Work instructions |
Tally the lines of the records that contain the string "HttpResponse", then give the total and nothing more.

Material shown |

········

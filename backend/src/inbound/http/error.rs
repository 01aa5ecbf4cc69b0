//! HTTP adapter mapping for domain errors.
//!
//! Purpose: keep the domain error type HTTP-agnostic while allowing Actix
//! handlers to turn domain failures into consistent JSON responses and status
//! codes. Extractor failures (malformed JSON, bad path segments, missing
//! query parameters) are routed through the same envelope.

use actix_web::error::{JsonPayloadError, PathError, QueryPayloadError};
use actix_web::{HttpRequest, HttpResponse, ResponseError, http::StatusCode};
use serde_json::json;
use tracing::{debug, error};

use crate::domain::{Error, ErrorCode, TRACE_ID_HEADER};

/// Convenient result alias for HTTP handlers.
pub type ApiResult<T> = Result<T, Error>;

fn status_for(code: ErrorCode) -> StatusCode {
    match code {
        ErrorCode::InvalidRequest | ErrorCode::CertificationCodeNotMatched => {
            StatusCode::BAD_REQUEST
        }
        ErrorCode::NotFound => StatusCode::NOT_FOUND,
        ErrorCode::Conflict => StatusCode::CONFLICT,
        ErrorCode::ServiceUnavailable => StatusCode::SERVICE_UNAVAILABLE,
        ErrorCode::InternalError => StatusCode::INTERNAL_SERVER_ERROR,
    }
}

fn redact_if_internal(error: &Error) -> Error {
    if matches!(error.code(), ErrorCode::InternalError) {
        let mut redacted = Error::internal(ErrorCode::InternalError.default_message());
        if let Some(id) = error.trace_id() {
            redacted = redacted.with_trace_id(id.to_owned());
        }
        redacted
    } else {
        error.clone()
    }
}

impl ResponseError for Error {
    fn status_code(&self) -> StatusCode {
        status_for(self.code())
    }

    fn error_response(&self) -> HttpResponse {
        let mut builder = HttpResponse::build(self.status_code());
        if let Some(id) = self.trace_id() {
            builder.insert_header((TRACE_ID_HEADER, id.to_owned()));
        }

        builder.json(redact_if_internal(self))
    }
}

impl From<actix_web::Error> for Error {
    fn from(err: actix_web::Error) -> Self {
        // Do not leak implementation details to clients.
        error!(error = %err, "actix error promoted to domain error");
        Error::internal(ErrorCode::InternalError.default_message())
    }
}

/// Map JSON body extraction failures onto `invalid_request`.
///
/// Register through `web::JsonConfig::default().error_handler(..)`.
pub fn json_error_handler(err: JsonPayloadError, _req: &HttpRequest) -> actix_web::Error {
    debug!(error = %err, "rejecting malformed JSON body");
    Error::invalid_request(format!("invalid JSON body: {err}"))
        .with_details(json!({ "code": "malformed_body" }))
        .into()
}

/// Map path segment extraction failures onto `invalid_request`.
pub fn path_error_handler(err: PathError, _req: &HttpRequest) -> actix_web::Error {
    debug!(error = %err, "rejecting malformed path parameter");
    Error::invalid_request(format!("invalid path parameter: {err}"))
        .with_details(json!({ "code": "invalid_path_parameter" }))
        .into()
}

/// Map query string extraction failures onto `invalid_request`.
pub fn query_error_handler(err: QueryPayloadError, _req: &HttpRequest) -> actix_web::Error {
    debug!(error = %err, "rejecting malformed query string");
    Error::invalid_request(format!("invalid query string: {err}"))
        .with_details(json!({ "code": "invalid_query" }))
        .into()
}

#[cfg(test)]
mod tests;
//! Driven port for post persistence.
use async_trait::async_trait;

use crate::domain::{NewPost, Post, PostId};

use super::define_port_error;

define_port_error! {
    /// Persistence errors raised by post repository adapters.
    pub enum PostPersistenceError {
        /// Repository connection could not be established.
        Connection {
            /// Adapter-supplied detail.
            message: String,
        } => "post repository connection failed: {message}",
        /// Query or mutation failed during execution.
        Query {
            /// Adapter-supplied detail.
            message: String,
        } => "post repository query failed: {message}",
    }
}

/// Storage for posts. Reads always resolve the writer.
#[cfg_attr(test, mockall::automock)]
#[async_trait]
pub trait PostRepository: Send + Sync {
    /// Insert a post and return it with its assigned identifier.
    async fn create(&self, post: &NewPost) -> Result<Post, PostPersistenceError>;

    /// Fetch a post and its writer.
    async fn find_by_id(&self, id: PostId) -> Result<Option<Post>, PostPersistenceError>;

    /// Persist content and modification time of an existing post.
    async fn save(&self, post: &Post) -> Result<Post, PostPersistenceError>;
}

········

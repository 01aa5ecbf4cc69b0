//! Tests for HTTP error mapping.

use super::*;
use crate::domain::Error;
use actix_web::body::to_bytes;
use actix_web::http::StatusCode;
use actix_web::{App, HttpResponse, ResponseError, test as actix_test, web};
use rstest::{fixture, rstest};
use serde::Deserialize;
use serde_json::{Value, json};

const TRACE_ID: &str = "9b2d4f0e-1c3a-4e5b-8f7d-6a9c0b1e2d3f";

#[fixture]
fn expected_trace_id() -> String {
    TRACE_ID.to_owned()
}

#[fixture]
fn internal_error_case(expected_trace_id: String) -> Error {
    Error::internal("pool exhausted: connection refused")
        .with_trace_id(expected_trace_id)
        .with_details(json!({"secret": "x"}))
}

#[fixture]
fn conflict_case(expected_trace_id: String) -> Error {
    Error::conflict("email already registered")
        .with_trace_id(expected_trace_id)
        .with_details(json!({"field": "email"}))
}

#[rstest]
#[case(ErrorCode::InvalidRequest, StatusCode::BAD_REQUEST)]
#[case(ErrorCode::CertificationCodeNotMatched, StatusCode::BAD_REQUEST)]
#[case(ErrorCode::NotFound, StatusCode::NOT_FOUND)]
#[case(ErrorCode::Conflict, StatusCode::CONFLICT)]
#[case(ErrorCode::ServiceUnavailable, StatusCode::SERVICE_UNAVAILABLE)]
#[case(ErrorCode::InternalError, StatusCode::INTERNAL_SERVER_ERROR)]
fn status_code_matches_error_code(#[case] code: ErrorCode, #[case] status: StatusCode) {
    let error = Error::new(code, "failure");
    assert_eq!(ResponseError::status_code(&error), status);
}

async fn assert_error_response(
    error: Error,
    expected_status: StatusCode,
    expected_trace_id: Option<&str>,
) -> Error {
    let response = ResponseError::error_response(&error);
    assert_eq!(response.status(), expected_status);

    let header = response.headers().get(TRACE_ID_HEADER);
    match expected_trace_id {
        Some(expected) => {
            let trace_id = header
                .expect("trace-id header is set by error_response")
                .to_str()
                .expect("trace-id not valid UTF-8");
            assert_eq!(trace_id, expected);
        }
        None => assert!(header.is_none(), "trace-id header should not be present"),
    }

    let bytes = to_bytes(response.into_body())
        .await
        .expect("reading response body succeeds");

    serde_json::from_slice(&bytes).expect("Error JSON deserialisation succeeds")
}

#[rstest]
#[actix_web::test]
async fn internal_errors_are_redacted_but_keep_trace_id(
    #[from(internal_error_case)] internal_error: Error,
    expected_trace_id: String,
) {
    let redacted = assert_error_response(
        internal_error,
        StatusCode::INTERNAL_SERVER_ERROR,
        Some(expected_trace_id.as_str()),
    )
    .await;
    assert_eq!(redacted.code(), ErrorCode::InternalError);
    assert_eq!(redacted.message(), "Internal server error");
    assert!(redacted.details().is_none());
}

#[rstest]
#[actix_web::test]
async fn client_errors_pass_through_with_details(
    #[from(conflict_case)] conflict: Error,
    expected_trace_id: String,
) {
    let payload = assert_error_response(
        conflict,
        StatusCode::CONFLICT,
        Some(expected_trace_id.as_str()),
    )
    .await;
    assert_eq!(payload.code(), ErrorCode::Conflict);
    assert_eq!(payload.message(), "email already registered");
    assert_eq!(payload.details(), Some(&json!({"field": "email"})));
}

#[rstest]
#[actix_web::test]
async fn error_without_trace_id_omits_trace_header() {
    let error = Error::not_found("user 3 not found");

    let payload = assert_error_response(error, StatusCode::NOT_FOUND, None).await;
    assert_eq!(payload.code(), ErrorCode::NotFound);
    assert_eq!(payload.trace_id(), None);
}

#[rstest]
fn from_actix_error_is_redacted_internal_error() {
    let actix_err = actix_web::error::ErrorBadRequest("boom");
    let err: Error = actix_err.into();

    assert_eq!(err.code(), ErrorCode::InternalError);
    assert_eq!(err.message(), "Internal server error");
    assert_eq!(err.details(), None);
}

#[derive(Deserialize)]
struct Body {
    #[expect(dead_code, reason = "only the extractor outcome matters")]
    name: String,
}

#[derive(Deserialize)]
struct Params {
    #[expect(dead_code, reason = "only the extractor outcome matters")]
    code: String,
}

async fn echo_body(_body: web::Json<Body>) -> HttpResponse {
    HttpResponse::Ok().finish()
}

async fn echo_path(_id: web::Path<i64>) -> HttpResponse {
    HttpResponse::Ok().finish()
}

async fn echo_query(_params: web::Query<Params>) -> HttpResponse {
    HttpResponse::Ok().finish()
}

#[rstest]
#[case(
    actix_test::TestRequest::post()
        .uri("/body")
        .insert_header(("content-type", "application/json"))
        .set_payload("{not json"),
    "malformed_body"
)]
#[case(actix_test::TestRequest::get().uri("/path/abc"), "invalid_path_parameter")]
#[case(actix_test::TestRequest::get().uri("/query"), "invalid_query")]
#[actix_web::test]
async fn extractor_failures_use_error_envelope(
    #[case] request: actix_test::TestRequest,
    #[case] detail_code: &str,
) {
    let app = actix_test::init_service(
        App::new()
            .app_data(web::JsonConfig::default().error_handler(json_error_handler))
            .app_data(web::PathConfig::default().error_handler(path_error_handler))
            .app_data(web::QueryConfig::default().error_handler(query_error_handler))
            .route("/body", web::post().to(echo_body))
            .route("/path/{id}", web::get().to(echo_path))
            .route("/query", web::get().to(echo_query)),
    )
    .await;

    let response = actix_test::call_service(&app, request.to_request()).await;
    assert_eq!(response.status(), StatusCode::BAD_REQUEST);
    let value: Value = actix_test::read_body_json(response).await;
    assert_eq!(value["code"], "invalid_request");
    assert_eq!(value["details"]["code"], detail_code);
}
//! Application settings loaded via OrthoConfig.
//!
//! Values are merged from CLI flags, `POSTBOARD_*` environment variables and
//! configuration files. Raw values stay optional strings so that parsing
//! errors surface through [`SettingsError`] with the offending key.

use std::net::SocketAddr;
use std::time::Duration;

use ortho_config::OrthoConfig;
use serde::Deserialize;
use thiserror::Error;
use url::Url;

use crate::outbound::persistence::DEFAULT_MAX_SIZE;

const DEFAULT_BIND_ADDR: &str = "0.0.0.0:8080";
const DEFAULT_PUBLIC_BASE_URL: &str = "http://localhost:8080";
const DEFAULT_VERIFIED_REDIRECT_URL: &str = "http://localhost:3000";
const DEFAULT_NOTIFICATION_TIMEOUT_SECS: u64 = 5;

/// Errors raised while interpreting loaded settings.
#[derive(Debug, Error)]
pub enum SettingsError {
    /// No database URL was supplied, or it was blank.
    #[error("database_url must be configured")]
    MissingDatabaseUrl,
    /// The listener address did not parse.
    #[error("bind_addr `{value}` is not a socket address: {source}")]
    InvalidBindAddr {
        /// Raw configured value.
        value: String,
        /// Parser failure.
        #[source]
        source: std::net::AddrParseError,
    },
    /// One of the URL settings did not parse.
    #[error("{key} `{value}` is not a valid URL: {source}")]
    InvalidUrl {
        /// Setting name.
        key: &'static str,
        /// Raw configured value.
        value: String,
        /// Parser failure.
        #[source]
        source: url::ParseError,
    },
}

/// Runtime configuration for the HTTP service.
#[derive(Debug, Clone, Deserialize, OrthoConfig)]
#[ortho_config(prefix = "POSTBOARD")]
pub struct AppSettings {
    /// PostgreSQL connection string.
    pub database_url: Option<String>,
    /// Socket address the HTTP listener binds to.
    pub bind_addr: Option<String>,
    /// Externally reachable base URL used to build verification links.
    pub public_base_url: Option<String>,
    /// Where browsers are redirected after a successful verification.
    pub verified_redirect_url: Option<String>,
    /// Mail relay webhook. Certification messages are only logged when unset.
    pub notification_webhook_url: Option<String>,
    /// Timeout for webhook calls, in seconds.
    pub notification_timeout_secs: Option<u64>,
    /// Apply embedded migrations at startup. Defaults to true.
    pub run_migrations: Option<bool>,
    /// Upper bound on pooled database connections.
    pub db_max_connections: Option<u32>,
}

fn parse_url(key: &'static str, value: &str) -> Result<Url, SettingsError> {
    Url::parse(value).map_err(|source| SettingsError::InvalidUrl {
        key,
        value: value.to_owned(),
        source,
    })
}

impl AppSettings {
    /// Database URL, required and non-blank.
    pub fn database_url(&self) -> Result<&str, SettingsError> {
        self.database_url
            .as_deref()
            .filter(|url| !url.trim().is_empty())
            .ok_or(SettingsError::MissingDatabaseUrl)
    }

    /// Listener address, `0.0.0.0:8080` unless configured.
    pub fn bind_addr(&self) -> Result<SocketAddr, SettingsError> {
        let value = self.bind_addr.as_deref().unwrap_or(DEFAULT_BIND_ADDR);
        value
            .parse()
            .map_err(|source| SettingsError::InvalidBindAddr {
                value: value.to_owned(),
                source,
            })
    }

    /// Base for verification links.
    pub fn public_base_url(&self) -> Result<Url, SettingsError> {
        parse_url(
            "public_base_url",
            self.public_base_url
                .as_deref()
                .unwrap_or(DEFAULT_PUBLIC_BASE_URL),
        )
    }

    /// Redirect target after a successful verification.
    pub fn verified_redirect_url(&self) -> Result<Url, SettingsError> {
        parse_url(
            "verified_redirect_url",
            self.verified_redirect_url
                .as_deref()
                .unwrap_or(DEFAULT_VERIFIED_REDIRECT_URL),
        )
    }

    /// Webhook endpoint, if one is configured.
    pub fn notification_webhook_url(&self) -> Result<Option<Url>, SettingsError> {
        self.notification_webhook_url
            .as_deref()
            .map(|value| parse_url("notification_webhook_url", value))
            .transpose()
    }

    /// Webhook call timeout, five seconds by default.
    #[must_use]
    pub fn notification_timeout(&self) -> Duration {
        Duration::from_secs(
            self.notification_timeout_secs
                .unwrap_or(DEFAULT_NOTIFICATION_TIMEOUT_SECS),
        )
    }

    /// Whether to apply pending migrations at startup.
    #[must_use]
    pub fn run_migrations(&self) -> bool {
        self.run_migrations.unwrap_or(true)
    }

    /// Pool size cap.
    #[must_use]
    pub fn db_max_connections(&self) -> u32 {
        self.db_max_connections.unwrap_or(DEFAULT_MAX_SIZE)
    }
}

········

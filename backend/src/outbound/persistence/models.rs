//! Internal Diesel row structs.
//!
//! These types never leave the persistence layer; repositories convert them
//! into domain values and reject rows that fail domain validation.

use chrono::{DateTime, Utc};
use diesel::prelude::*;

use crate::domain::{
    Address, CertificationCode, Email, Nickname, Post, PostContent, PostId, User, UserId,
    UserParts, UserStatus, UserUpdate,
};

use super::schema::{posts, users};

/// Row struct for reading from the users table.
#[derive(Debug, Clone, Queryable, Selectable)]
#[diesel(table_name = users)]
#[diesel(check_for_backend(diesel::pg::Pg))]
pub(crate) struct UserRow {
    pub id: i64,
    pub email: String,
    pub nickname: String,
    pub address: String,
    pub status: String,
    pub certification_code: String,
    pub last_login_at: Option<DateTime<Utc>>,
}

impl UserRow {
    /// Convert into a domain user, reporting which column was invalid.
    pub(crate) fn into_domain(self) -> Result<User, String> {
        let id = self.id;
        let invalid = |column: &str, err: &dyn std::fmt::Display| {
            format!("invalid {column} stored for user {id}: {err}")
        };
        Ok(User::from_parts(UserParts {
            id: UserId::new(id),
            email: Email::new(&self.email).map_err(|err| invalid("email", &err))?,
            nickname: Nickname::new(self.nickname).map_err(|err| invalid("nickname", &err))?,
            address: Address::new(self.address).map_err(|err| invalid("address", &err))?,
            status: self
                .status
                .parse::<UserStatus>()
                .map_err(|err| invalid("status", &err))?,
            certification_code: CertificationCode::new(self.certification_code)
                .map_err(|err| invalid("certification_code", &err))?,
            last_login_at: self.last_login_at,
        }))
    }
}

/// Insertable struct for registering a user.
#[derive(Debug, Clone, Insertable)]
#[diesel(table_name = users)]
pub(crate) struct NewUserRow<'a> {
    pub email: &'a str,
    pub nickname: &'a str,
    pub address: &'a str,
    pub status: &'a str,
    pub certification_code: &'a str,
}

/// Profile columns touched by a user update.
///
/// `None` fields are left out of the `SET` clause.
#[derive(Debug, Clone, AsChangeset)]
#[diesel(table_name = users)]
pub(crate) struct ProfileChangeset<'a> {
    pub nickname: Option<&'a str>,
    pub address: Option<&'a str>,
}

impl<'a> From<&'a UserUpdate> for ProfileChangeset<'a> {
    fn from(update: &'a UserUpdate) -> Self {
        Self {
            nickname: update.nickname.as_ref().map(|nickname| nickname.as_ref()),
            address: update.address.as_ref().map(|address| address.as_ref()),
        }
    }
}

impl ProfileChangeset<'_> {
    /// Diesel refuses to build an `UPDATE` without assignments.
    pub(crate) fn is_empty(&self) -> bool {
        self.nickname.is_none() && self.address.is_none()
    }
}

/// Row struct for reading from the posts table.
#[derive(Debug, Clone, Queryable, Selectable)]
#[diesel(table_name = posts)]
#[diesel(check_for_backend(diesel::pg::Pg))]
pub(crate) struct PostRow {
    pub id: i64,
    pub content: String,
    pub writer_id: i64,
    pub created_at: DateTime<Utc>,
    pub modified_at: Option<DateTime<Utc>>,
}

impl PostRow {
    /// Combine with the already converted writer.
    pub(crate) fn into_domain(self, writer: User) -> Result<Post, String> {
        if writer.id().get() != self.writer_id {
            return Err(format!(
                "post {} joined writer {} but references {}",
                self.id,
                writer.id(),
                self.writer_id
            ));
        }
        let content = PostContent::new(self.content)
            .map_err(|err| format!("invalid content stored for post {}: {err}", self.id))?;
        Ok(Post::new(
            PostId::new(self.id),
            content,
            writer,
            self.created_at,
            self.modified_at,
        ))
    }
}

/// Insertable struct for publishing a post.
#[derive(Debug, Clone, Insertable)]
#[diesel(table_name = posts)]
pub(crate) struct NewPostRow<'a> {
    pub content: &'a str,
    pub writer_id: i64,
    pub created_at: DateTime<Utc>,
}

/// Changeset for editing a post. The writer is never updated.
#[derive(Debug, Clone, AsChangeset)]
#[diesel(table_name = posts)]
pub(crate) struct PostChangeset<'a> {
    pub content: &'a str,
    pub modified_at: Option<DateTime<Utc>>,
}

········

Exercise result |
10